Un taglio del 7 oppure del 3 per cento allo stipendio dei sindaci bergamaschi è previsto nella manovra del governo. Un taglio che non sembra creare alcun problema ai primi cittadini della provincia orobica alle prese con ben altre riduzioni per i Comuni di riferimento. Dal Pdl alla Lega passando per il centrosinistra, il ritornello è sempre lo stesso: "Cosa vuole che sia, il mio pensiero va ai ridotti trasferimenti statali che mi obbligheranno a intervenire sui servizi". 
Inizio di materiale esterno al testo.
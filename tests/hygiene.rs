//! Hygiene — enforces coding standards at test time
//!
//! Scans production sources under `src/` for antipatterns. Every budget is
//! zero: page behavior must surface failures as `UiError`, never crash the
//! module or drop an error on the floor.

use std::fs;
use std::path::Path;

/// (pattern, budget, what goes wrong)
const BUDGETS: &[(&str, usize, &str)] = &[
    (".unwrap()", 0, "panics abort the WASM module"),
    (".expect(", 0, "panics abort the WASM module"),
    ("panic!(", 0, "panics abort the WASM module"),
    ("unreachable!(", 0, "panics abort the WASM module"),
    ("todo!(", 0, "stub left in production code"),
    ("unimplemented!(", 0, "stub left in production code"),
    ("let _ =", 0, "discards an error without inspecting it"),
    (".ok()", 0, "discards an error without inspecting it"),
    ("#[allow(dead_code)]", 0, "hides unused code"),
    ("throw_val(", 0, "diverges past Rust destructors; return Err from the closure instead"),
];

/// Files allowed to name `web_sys` directly.
const BROWSER_GLUE: &[&str] = &["browser.rs", "app.rs"];

struct SourceFile {
    path: String,
    content: String,
}

/// Collect production `.rs` files from `src/`, excluding test files.
fn source_files() -> Vec<SourceFile> {
    let mut files = Vec::new();
    collect_rs_files(Path::new("src"), &mut files);
    files
}

fn collect_rs_files(dir: &Path, out: &mut Vec<SourceFile>) {
    let Ok(entries) = fs::read_dir(dir) else {
        return;
    };
    for entry in entries.flatten() {
        let path = entry.path();
        if path.is_dir() {
            collect_rs_files(&path, out);
        } else if path.extension().is_some_and(|e| e == "rs") {
            let path_str = path.to_string_lossy().to_string();
            if path_str.ends_with("_test.rs") {
                continue;
            }
            if let Ok(content) = fs::read_to_string(&path) {
                out.push(SourceFile { path: path_str, content });
            }
        }
    }
}

fn count_in_source(files: &[SourceFile], pattern: &str) -> Vec<(String, usize)> {
    files
        .iter()
        .filter_map(|file| {
            let count = file.content.lines().filter(|line| line.contains(pattern)).count();
            (count > 0).then(|| (file.path.clone(), count))
        })
        .collect()
}

fn format_hits(hits: &[(String, usize)]) -> String {
    hits.iter()
        .map(|(path, count)| format!("  {path}: {count}"))
        .collect::<Vec<_>>()
        .join("\n")
}

#[test]
fn sources_are_found() {
    let files = source_files();
    assert!(files.iter().any(|f| f.path.ends_with("lib.rs")), "run from the crate root");
}

#[test]
fn antipattern_budgets() {
    let files = source_files();
    let mut failures = Vec::new();
    for (pattern, budget, reason) in BUDGETS {
        let hits = count_in_source(&files, pattern);
        let count: usize = hits.iter().map(|(_, c)| c).sum();
        if count > *budget {
            failures.push(format!("{pattern} budget exceeded ({reason}): found {count}, max {budget}.\n{}", format_hits(&hits)));
        }
    }
    assert!(failures.is_empty(), "{}", failures.join("\n"));
}

#[test]
fn web_sys_confined_to_browser_glue() {
    let files: Vec<SourceFile> = source_files()
        .into_iter()
        .filter(|f| !BROWSER_GLUE.iter().any(|name| f.path.ends_with(name)))
        .collect();
    let hits = count_in_source(&files, "web_sys");
    assert!(hits.is_empty(), "web_sys used outside browser glue:\n{}", format_hits(&hits));
}
//! WASM entry points for browser and JS host use.
//!
//! These only plan: they describe the actions a host should run and never
//! spawn processes.

use wasm_bindgen::prelude::*;

use crate::config::OverlayConfig;
use crate::error::OverlayError;
use crate::executor::ActionQueue;
use crate::report::ArtifactNaming;
use crate::traverse::Plan;
use crate::visitor::TypecheckVisitor;

/// Validate an overlay config JSON.
/// Returns a JSON array of error objects.
#[wasm_bindgen]
pub fn validate_config(config_json: &str) -> JsValue {
    let result = validate_config_inner(config_json);
    serde_wasm_bindgen::to_value(&result).unwrap_or(JsValue::NULL)
}

fn validate_config_inner(config_json: &str) -> Vec<OverlayError> {
    match OverlayConfig::from_json(config_json) {
        Ok(config) => config.validate(),
        Err(e) => vec![e],
    }
}

/// Full planning pipeline: parse graph → build visitor → traverse.
/// Returns a JSON object with either the plan (success) or `errors`.
#[wasm_bindgen]
pub fn plan_graph(graph_json: &str, config_json: &str, out_dir: &str) -> JsValue {
    let result = plan_graph_inner(graph_json, config_json, out_dir);
    serde_wasm_bindgen::to_value(&result).unwrap_or(JsValue::NULL)
}

pub(crate) fn plan_graph_inner(graph_json: &str, config_json: &str, out_dir: &str) -> PlanResult {
    // 1. Config
    let config = match OverlayConfig::from_json(config_json) {
        Ok(c) => c,
        Err(e) => return PlanResult::Errors { errors: vec![e] },
    };

    // 2. Visitor
    let visitor = match TypecheckVisitor::new(config, ArtifactNaming::new(out_dir)) {
        Ok(v) => v,
        Err(errors) => return PlanResult::Errors { errors },
    };

    // 3. Graph
    let graph = match crate::parse::parse_and_build(graph_json) {
        Ok(g) => g,
        Err(errors) => return PlanResult::Errors { errors },
    };

    // 4. Traverse
    let mut queue = ActionQueue::new();
    let result = match crate::traverse::traverse(&graph, &visitor, &mut queue) {
        Ok(r) => r,
        Err(errors) => return PlanResult::Errors { errors },
    };
    if !result.is_success() {
        return PlanResult::Errors { errors: result.errors };
    }

    PlanResult::Success(Plan::new(queue.into_actions(), &result))
}

// ---------------------------------------------------------------------------
// DTOs for serialization to JS
// ---------------------------------------------------------------------------

#[derive(Debug, serde::Serialize, serde::Deserialize)]
#[serde(tag = "status")]
pub(crate) enum PlanResult {
    #[serde(rename = "success")]
    Success(Plan),
    #[serde(rename = "errors")]
    Errors { errors: Vec<OverlayError> },
}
Così commenta per esempio Luca Carrara, alla guida di Albino, 18 mila residenti e dunque una decurtazione del 7 per cento della sua busta paga: "Il mio stipendio ha già subito una decurtazione del 30 per cento insieme a quello dell’amministrazione: una sanzione per non aver rispettato il patto di stabilità (quando mi hanno eletto, a mertà 2009, i conti erano già imbastiti, non certo da me). Ma quel che mi preoccupa è che ben mezzo milione di trasferimenti non arriveranno più ad Albino. Cosa faremo? Temo dovremo ridurre il capitolo dei servizi sociali. D’altra parte gli stipendi dei dipendenti non si possono abbassare". Luca Carrara si aspettava che la protesta dei sindaci lombardi con la restituzione simbolica della fascia ottenesse almeno un risultato: "Invece nonostante la stragrande maggioranza dei primi cittadini lombardi sia del centrodestra, la stessa coalizione che governa a Roma, nemmeno le loro sollecitazioni hanno avuto risposte".
Anche il sindaco di Romano di Lombardia, Michele Lamera, Pdl, ha già ridotto il proprio stipendio del 10% in ottemperanza a una precedente finanziaria: "Se un’ulteriore decurtazione del 7% fosse l’unico taglio sarebbe il minore dei mali. Invece siamo alle prese con una nuova razionalizzazione della spesa perché altri fondi verranno ridimensionati. Non vogliamo intervenire sulla spesa sociale e non vogliamo mettere le mani nelle tasche dei cittadini, perciò agiremo sul capitolo delle manutenzioni, fin dove possiamo". Michele Lamera non crede nelle proteste simboliche ma non esclude che tenterà "di far valere le mie ragioni nelle sedi competenti". 
Invece dal fronte Lega, Giuseppe Prevedini, sindaco di Caravaggio che fino a nuovo censimento viene considerato con meno di 15mila abitanti nonostante ne abbia 16 mila e rotti, e quindi subirà un  taglio del 3 per cento soltanto, sta già pensando alle mosse per migliorare la situazione economica della cittadina della Bassa: "La richiesta che faccio ai miei parlamentari di riferimento è di muoversi per accelerare i tempi e far sì che entro tre mesi parta davvero il federalismo demaniale. Con la possibilità per i comuni di vendere i bene demaniali che a quel punto diventeranno di loro proprietà. Caravaggio respirerebbe: tante sono infatti le aree demaniali che riuscirebbe a vendere facendo cassa".